• **Exercise goal**
Please give the listing underneath again, exactly as shown.

>>>

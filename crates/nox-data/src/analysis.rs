//! Pipeline driver for one NOx report run.
//!
//! Threads the data through Loader → Merger → Normalizer → Aggregator and
//! returns an [`AnalysisResult`] ready for the presenter. Any error aborts
//! the run before an aggregate exists.

use chrono::Utc;
use nox_core::config::PipelineConfig;
use nox_core::error::Result;
use nox_core::models::{Dataset, NoxSeries, RawTable};
use tracing::info;

use crate::aggregator::{AggregateTables, NoxAggregator};
use crate::merger::merge_tables;
use crate::normalizer::normalize;
use crate::reader::load_tables;

// ── Public types ──────────────────────────────────────────────────────────────

/// Metadata produced alongside the analysis result.
#[derive(Debug, Clone, serde::Serialize, serde::Deserialize)]
pub struct AnalysisMetadata {
    /// ISO-8601 timestamp when this result was generated.
    pub generated_at: String,
    /// Source files in the order they were merged.
    pub source_files: Vec<String>,
    /// Measurements in the normalized dataset.
    pub rows_loaded: usize,
    /// Measurements whose reading is missing.
    pub missing_readings: usize,
    /// Number of distinct years found.
    pub distinct_years: usize,
    /// Wall-clock seconds spent discovering and reading files.
    pub load_time_seconds: f64,
    /// Wall-clock seconds spent merging, normalizing and aggregating.
    pub transform_time_seconds: f64,
}

/// The complete output of [`analyze`].
#[derive(Debug, Clone)]
pub struct AnalysisResult {
    pub dataset: Dataset,
    pub tables: AggregateTables,
    pub series: NoxSeries,
    pub metadata: AnalysisMetadata,
}

// ── Public functions ──────────────────────────────────────────────────────────

/// Run the full pipeline for `config`.
pub fn analyze(config: &PipelineConfig) -> Result<AnalysisResult> {
    let load_start = std::time::Instant::now();
    let tables = load_tables(config)?;
    let load_time = load_start.elapsed().as_secs_f64();

    let mut result = analyze_tables(tables, config.exceedance_threshold)?;
    result.metadata.load_time_seconds = load_time;
    Ok(result)
}

/// Run Merger → Normalizer → Aggregator over already loaded tables.
pub fn analyze_tables(tables: Vec<RawTable>, threshold: f64) -> Result<AnalysisResult> {
    let transform_start = std::time::Instant::now();
    let source_files: Vec<String> = tables
        .iter()
        .map(|t| t.source.display().to_string())
        .collect();

    let merged = merge_tables(tables)?;
    let dataset = normalize(merged)?;
    let aggregates = NoxAggregator::new(threshold).aggregate(&dataset);
    let series = aggregates.to_series();
    let transform_time = transform_start.elapsed().as_secs_f64();

    let metadata = AnalysisMetadata {
        generated_at: Utc::now().to_rfc3339(),
        source_files,
        rows_loaded: dataset.len(),
        missing_readings: dataset.missing_count(),
        distinct_years: series.year_list.len(),
        load_time_seconds: 0.0,
        transform_time_seconds: transform_time,
    };

    info!(
        "Analysed {} measurements across {} years ({} missing)",
        metadata.rows_loaded, metadata.distinct_years, metadata.missing_readings
    );

    Ok(AnalysisResult {
        dataset,
        tables: aggregates,
        series,
        metadata,
    })
}

// ── Tests ─────────────────────────────────────────────────────────────────────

<<<

• **Result**
filename crates/nox-data/src/analysis.rs
//! Pipeline driver for one NOx report run.
//!
//! Threads the data through Loader → Merger → Normalizer → Aggregator and
//! returns an [`AnalysisResult`] ready for the presenter. Any error aborts
//! the run before an aggregate exists.

use chrono::Utc;
use nox_core::config::PipelineConfig;
use nox_core::error::Result;
use nox_core::models::{Dataset, NoxSeries, RawTable};
use tracing::info;

use crate::aggregator::{AggregateTables, NoxAggregator};
use crate::merger::merge_tables;
use crate::normalizer::normalize;
use crate::reader::load_tables;

// ── Public types ──────────────────────────────────────────────────────────────

/// Metadata produced alongside the analysis result.
#[derive(Debug, Clone, serde::Serialize, serde::Deserialize)]
pub struct AnalysisMetadata {
    /// ISO-8601 timestamp when this result was generated.
    pub generated_at: String,
    /// Source files in the order they were merged.
    pub source_files: Vec<String>,
    /// Measurements in the normalized dataset.
    pub rows_loaded: usize,
    /// Measurements whose reading is missing.
    pub missing_readings: usize,
    /// Number of distinct years found.
    pub distinct_years: usize,
    /// Wall-clock seconds spent discovering and reading files.
    pub load_time_seconds: f64,
    /// Wall-clock seconds spent merging, normalizing and aggregating.
    pub transform_time_seconds: f64,
}

/// The complete output of [`analyze`].
#[derive(Debug, Clone)]
pub struct AnalysisResult {
    pub dataset: Dataset,
    pub tables: AggregateTables,
    pub series: NoxSeries,
    pub metadata: AnalysisMetadata,
}

// ── Public functions ──────────────────────────────────────────────────────────

/// Run the full pipeline for `config`.
pub fn analyze(config: &PipelineConfig) -> Result<AnalysisResult> {
    let load_start = std::time::Instant::now();
    let tables = load_tables(config)?;
    let load_time = load_start.elapsed().as_secs_f64();

    let mut result = analyze_tables(tables, config.exceedance_threshold)?;
    result.metadata.load_time_seconds = load_time;
    Ok(result)
}

/// Run Merger → Normalizer → Aggregator over already loaded tables.
pub fn analyze_tables(tables: Vec<RawTable>, threshold: f64) -> Result<AnalysisResult> {
    let transform_start = std::time::Instant::now();
    let source_files: Vec<String> = tables
        .iter()
        .map(|t| t.source.display().to_string())
        .collect();

    let merged = merge_tables(tables)?;
    let dataset = normalize(merged)?;
    let aggregates = NoxAggregator::new(threshold).aggregate(&dataset);
    let series = aggregates.to_series();
    let transform_time = transform_start.elapsed().as_secs_f64();

    let metadata = AnalysisMetadata {
        generated_at: Utc::now().to_rfc3339(),
        source_files,
        rows_loaded: dataset.len(),
        missing_readings: dataset.missing_count(),
        distinct_years: series.year_list.len(),
        load_time_seconds: 0.0,
        transform_time_seconds: transform_time,
    };

    info!(
        "Analysed {} measurements across {} years ({} missing)",
        metadata.rows_loaded, metadata.distinct_years, metadata.missing_readings
    );

    Ok(AnalysisResult {
        dataset,
        tables: aggregates,
        series,
        metadata,
    })
}

// ── Tests ─────────────────────────────────────────────────────────────────────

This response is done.